Persian and Caucasian Carpets
The early traditions of Persian and Caucasian rugs and carpets were linked by their connection with the ancient silk road and as the Safavid Empire (1501-1732) expanded, Caucasian tribes interacted with the empire through both politics and trade. The great cities of carpet manufacture such as Kashan and Isfahan grew during the Safavid period. The nomadic and semi-nomadic tribes of the Caucasus shared various design features with iconic Persian designs, including Chinese motifs such as dragons, cranes and cloud bands. Recognisably Persian styles such as the ‘vase’ type also feature in Caucasian rugs.
This, however, is where the similarities end. Caucasian carpets are not identifiable by city, but instead by district or even village, although there is a village tradition to Persian carpet-making too. Caucasian rugs feature bold, repeating designs that are recognisably geometric with high-contrast colours. Persian carpets by contrast will use brighter, more vivid colours with less focus on repeated geometric boarders. Later town and city-produced Persian carpets featured garden-inspired designs. In some cases, such carpets will have the mark of an ‘ustad’ – a master carpet designer.
Ottoman Rugs and Carpets
While most surviving old Turkish carpets date from the 16th and 17th centuries, it is thought that the Seljuk Turks brought the craft to the region when they ruled Anatolia in the Middle Ages. As in Persia and the Caucasus, there can be seen significant Chinese influence in the earliest surviving Seljuk carpets. Later, Ottoman carpets were very popular with western collectors and many of the styles are now known by names associated with famous westerners who depicted or were associated with particular designs of which the ‘Holbein’ style is one. The carpet motif, known as a ‘gul’ is the primary distinguishing feature of different Ottoman designs. Carpets of Egypt and Ushak are identifiable traditions in their own right, the former includes motifs such as the cintimani with the latter being recognisable for large ‘star’ and ‘medallion’ repeating patterns. As in Persia, after c.1700 carpet-making became commercialised and developed separate city and village/tribal traditions. In the 20th century pieces became produced for the European market and are less desirable.

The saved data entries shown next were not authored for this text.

//! Services module for reconciliation-service.

pub mod metrics;
pub mod store;

pub use metrics::{
    get_metrics, init_metrics, record_error, record_matches, record_reconciliation_run,
    record_sepa_document, record_skipped_lines, record_statement_import,
};
pub use store::{statement_fingerprint, InMemoryPaymentStore, PaymentStore, StatementRun};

Central and East-Asian Carpets
Although Chinese symbolism has had an influence on many carpet-making traditions, rugs are not known to have been made in China before c.1600. Since then, Chinese carpets have become very recognisable for their colour scheme and developed into a mass-industry for the western market. Traditional Chinese designs feature iconic yellows and blues and often Buddhist and Daoist symbols amongst the great array of other Chinese symbols which, unlike in other traditions, all have specific meanings. More modern Chinese carpets are relatively common and were produced in response to western demand in the 20th century.
Carpet-making further west in Turkestan was closely linked with the societies of the great array of tribal peoples that lived there. The complex and dynamic politics and culture of the region led to great variety in rug design, with individual tribal styles being distinguishable by their signature gul motif. As in China, later copies were made of these very individual and distinct designs that lack the qualities of the originals. As the region came under the influence of Russia in the late-19th century and later the Soviet Union, tribal traditions died out as their community structures and nomadic lifestyles were threatened.